Scott joins infamous list of chokers
Thirteen seconds elapsed from the moment Adam Scott anchored the broomstick-length putter to his sternum and watched the 7-foot par putt slide by on the left side of the cup at 18, causing his knees to buckle. The rest of his golfing life may pass before he puts himself back in that position again.
The major championship trophy that Scott seemed destined at long last to hold was firmly in Ernie Els’ grasp instead. The Aussie’s eyes were still dry, but glassy. A few hundred yards away, a crowd that packed the last grandstand at Royal Lytham expecting to celebrate a once-precocious talent finally coming into his own at age 32, filed out in almost-funereal silence.
They, too, seemed stunned by one of the biggest collapses in British Open history.
“Look, it may not have sunk in yet, so I don’t know,” is how Scott began describing his emotions. “Hopefully I can let it go really quick and get on with what I plan to do next week and get ready for my next tournament. We’ll see. I don’t know. I’ve never really been in this position, so I’ll have to wait and see how I feel when I wake up tomorrow.”
Scott paused and absent-mindedly drummed his fingertips on the tabletop in front of him. He stared somewhere off in the distance.
“It’s tough. You don’t want to sit here and have to ... I can’t justify anything that I’ve done out there. I didn’t finish the tournament well today. But next time, I’m sure there will be a next time,” Scott looked out hopefully toward a roomful of reporters, “and I can do a better job of it.”
There is no kind way to say it, but Scott could hardly have done a worse job.
He bogeyed the last four holes in succession, compounding each mistake with another unrelated one — a blown sand save at 15, a missed 3-footer at 16, a wayward approach at 17, and finally, an errant drive at the last — until it resembled a chain-reaction car crash.
That sequence left his playing partner, Graeme McDowell, trying several times to avert his gaze.
“I was watching out of the corner of my eye,” McDowell said. “I wouldn’t say I had given up and was intent on what Adam was doing ... but it’s hard to watch. It’s hard to watch a guy do that.
Yet, like a reluctant witness, McDowell couldn’t turn away.
“The putt on 16 was huge for him to miss that,” the Northern Irishman resumed a minute later. “He hit a great drive down the middle of 17, and half of England right of that pin, and he missed it left. 18 is a tough tee shot, let’s be honest. So he’s going to be extremely heartbroken and disappointed, but he’s a great, great, great player, and that’s what I tried to convey to him on the last green.

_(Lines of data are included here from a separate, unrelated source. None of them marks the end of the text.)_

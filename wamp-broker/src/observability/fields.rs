/********************************************************************************
 * Copyright (c) 2024 Contributors to the Eclipse Foundation
 *
 * See the NOTICE file(s) distributed with this work for additional
 * information regarding copyright ownership.
 *
 * This program and the accompanying materials are made available under the
 * terms of the Apache License Version 2.0 which is available at
 * https://www.apache.org/licenses/LICENSE-2.0
 *
 * SPDX-License-Identifier: Apache-2.0
 ********************************************************************************/

//! Canonical structured field keys and value-format helpers.

use crate::message::Id;
use std::fmt::{Display, Formatter};
use uuid::Uuid;

pub const EVENT: &str = "event";
pub const COMPONENT: &str = "component";
pub const PEER_ID: &str = "peer_id";
pub const ROLE: &str = "role";

pub const MSG_TYPE: &str = "msg_type";
pub const TOPIC: &str = "topic";
pub const SUBSCRIPTION: &str = "subscription";
pub const PUBLICATION: &str = "publication";
pub const REQUEST: &str = "request";

pub const REASON: &str = "reason";
pub const ERR: &str = "err";

pub const NONE: &str = "none";
pub const REASON_TOPIC_MISSING: &str = "topic_missing";
pub const REASON_SUBSCRIPTION_MISSING: &str = "subscription_missing";
pub const REASON_SHUTDOWN: &str = "shutdown";
pub const REASON_QUEUE_CLOSED: &str = "queue_closed";

/// Which side of the handshake a transport peer played.
#[derive(Clone, Copy, Debug, Eq, PartialEq)]
pub enum PeerRole {
    Dialer,
    Acceptor,
}

impl PeerRole {
    pub fn as_str(self) -> &'static str {
        match self {
            PeerRole::Dialer => "dialer",
            PeerRole::Acceptor => "acceptor",
        }
    }
}

impl Display for PeerRole {
    fn fmt(&self, f: &mut Formatter<'_>) -> std::fmt::Result {
        f.write_str(self.as_str())
    }
}

/// Correlation fields attached to every event a transport peer emits.
#[derive(Clone, Debug, Eq, PartialEq)]
pub struct PeerContext {
    pub peer_id: String,
    pub role: PeerRole,
}

impl PeerContext {
    pub fn new(role: PeerRole) -> Self {
        Self {
            peer_id: Uuid::new_v4().hyphenated().to_string(),
            role,
        }
    }
}

pub fn format_optional_id(id: Option<Id>) -> String {
    id.map(|id| id.to_string())
        .unwrap_or_else(|| NONE.to_string())
}
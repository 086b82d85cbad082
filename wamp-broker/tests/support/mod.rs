use serde_json::Value;
use std::sync::Arc;
use std::time::Duration;
use wamp_broker::{Dict, Message, Peer, Publish, SenderRef, Subscribe, Unsubscribe, Uri};

pub(crate) const RECEIVE_TIMEOUT: Duration = Duration::from_secs(5);

pub(crate) fn dict(value: Value) -> Dict {
    match value {
        Value::Object(map) => map,
        other => panic!("expected a json object, got {other}"),
    }
}

pub(crate) fn sender_ref<S: wamp_broker::Sender + 'static>(sender: &Arc<S>) -> SenderRef {
    sender.clone()
}

pub(crate) fn subscribe(request: u64, topic: &str, options: Value) -> Subscribe {
    Subscribe {
        request,
        options: dict(options),
        topic: Uri::from(topic),
    }
}

#[allow(dead_code)]
pub(crate) fn unsubscribe(request: u64, subscription: u64) -> Unsubscribe {
    Unsubscribe {
        request,
        subscription,
    }
}

pub(crate) fn publish(request: u64, topic: &str, options: Value, arguments: Vec<Value>) -> Publish {
    Publish {
        request,
        options: dict(options),
        topic: Uri::from(topic),
        arguments,
        arguments_kw: Dict::new(),
    }
}

/// Receives the next message or panics once [`RECEIVE_TIMEOUT`] passes.
#[allow(dead_code)]
pub(crate) async fn next_message<P: Peer>(peer: &P) -> Option<Message> {
    tokio::time::timeout(RECEIVE_TIMEOUT, peer.receive())
        .await
        .expect("peer should produce a message or end its stream in time")
}
/********************************************************************************
 * Copyright (c) 2024 Contributors to the Eclipse Foundation
 *
 * See the NOTICE file(s) distributed with this work for additional
 * information regarding copyright ownership.
 *
 * This program and the accompanying materials are made available under the
 * terms of the Apache License Version 2.0 which is available at
 * https://www.apache.org/licenses/LICENSE-2.0
 *
 * SPDX-License-Identifier: Apache-2.0
 ********************************************************************************/

//! Structured logging vocabulary and the process-wide diagnostics toggle.

pub mod diagnostics;
pub mod events;
pub mod fields;
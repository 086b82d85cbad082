/********************************************************************************
 * Copyright (c) 2024 Contributors to the Eclipse Foundation
 *
 * See the NOTICE file(s) distributed with this work for additional
 * information regarding copyright ownership.
 *
 * This program and the accompanying materials are made available under the
 * terms of the Apache License Version 2.0 which is available at
 * https://www.apache.org/licenses/LICENSE-2.0
 *
 * SPDX-License-Identifier: Apache-2.0
 ********************************************************************************/

//! # wamp-broker
//!
//! `wamp-broker` is the routing core of a WAMP publish/subscribe broker: it keeps
//! track of who is subscribed to which topic, decides which subscribers receive a
//! publication, and carries protocol messages over WebSocket connections.
//!
//! Typical usage is API-first and centered on [`DefaultBroker`] and
//! [`WebSocketPeer`]. Anything that implements [`Sender`] can take part in routing.
//!
//! ## Publish and subscribe
//!
//! Publishers can narrow delivery with options: a subscriber whose stored options
//! define the same key with a different value is skipped. A publisher never
//! receives its own events.
//!
//! ```
//! use std::sync::Arc;
//! use async_trait::async_trait;
//! use serde_json::json;
//! use tokio::sync::Mutex;
//! use wamp_broker::{
//!     Broker, DefaultBroker, Dict, Message, PeerError, Publish, Sender, SenderRef, Subscribe,
//!     Uri,
//! };
//!
//! # #[derive(Default)]
//! # struct Inbox {
//! #     messages: Mutex<Vec<Message>>,
//! # }
//! #
//! # #[async_trait]
//! # impl Sender for Inbox {
//! #     async fn send(&self, message: Message) -> Result<(), PeerError> {
//! #         self.messages.lock().await.push(message);
//! #         Ok(())
//! #     }
//! # }
//! #
//! # fn events(messages: &[Message]) -> usize {
//! #     messages.iter().filter(|m| matches!(m, Message::Event(_))).count()
//! # }
//! #
//! # tokio::runtime::Runtime::new().unwrap().block_on(async {
//! let broker = DefaultBroker::new();
//! let (a, b, c) = (
//!     Arc::new(Inbox::default()),
//!     Arc::new(Inbox::default()),
//!     Arc::new(Inbox::default()),
//! );
//! let a_ref: SenderRef = a.clone();
//! let b_ref: SenderRef = b.clone();
//! let c_ref: SenderRef = c.clone();
//!
//! let mut tagged = Dict::new();
//! tagged.insert("x".to_string(), json!(1));
//!
//! broker
//!     .subscribe(&a_ref, Subscribe { request: 1, topic: Uri::from("t"), ..Default::default() })
//!     .await;
//! broker
//!     .subscribe(&b_ref, Subscribe { request: 1, topic: Uri::from("t"), options: tagged.clone() })
//!     .await;
//! broker
//!     .publish(
//!         &c_ref,
//!         Publish {
//!             request: 2,
//!             options: tagged,
//!             topic: Uri::from("t"),
//!             arguments: vec![json!(1), json!(2)],
//!             ..Default::default()
//!         },
//!     )
//!     .await;
//!
//! // `a` has no "x" option so it stays eligible; `c` published and gets nothing.
//! assert_eq!(events(&a.messages.lock().await), 1);
//! assert_eq!(events(&b.messages.lock().await), 1);
//! assert!(c.messages.lock().await.is_empty());
//! # });
//! ```
//!
//! ## Internal architecture map
//!
//! - API facade: [`Broker`] / [`DefaultBroker`] publish, subscribe and unsubscribe
//! - Control plane: subscription indices and sender identity
//! - Routing: eligibility policy, route projection and delivery planning
//! - Data plane: WebSocket transport peer, outbound queue and pumps
//! - Runtime: pump task spawning and the per-peer session loop
//!
//! ## Observability model
//!
//! The workspace uses `tracing` for logs/events.
//! Library code emits events with `event` and `component` fields and does not
//! initialize a global subscriber on its own. Binaries and tests install one at
//! process boundaries, typically through `observability::diagnostics`.

mod broker;
pub use broker::{Broker, DefaultBroker};

mod codec;
pub use codec::{
    JsonSerializer, MessagePackSerializer, PayloadType, Serialization, Serializer,
    JSON_SUBPROTOCOL, MSGPACK_SUBPROTOCOL,
};

mod control_plane;
pub use control_plane::peer_identity::is_same_sender;

mod data_plane;
pub use data_plane::outbound_queue::BackpressurePolicy;
pub use data_plane::websocket_peer::{backpressure_for, PeerConfig, WebSocketPeer};

mod error;
pub use error::{CodecError, PeerError, ProtocolError};

mod message;
pub use message::{
    new_id, Dict, ErrorMessage, Event, Id, List, Message, MessageType, Publish, Published,
    Subscribe, Subscribed, Unsubscribe, Unsubscribed, Uri, ERR_NO_SUCH_SUBSCRIPTION,
    OPTION_ACKNOWLEDGE,
};

#[doc(hidden)]
pub mod observability;
pub use observability::fields::PeerRole;

mod routing;
pub use routing::eligibility::{options_match, DefaultEligibilityPolicy, EligibilityPolicy};
pub use routing::route::Route;

mod runtime;
pub use runtime::session_runtime::serve_peer;

mod sender;
pub use sender::{Peer, Sender, SenderRef};
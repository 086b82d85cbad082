//! One-shot shutdown signal shared by a peer's pumps, its queue, and `close()`.

use std::sync::Arc;
use tokio::sync::watch;

#[derive(Clone)]
pub(crate) struct ShutdownSignal {
    sender: Arc<watch::Sender<bool>>,
}

impl ShutdownSignal {
    pub(crate) fn new() -> Self {
        let (sender, _) = watch::channel(false);
        Self {
            sender: Arc::new(sender),
        }
    }

    /// Fires the signal. Returns `true` only for the call that actually fired it.
    pub(crate) fn fire(&self) -> bool {
        self.sender.send_if_modified(|fired| {
            if *fired {
                false
            } else {
                *fired = true;
                true
            }
        })
    }

    pub(crate) fn is_fired(&self) -> bool {
        *self.sender.borrow()
    }

    /// Resolves once the signal has fired, immediately if it already has.
    pub(crate) async fn wait(&self) {
        let mut receiver = self.sender.subscribe();
        while !*receiver.borrow_and_update() {
            if receiver.changed().await.is_err() {
                return;
            }
        }
    }
}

“Like I say, it felt like a futile exercise trying to say anything to him,” McDowell finished. “I’m sure he’s going to be unbelievably disappointed.”
The short putt at the 16th might have been the most unsettling to those of us watching. But Scott chose the 6-iron from 178 yards out on the 17th fairway as the one he most wanted back. It landed short of the green in waist-high grass, and he failed to convert that up-and-down.
“I felt surprisingly calm and I felt like I had everything under control. When I was over the ball, I felt like I was going to hit a good shot, and that was the way I played all week,” Scott recalled.
He paused again, replaying the sequence in his mind, and smiled ruefully.
“But I didn’t make a good swing on that one,” Scott said quietly.
Every time an Australian athlete fails to slam the door in a big game, the inevitable comparison is to Greg Norman, whose collapse in 1996 Masters still makes even the most-hardened professionals squirm. Norman, perhaps not surprisingly, was Scott’s boyhood hero.
“I thought he was a great role model, how he handled himself in victory and defeat,” Scott said. “He set a good example for us.”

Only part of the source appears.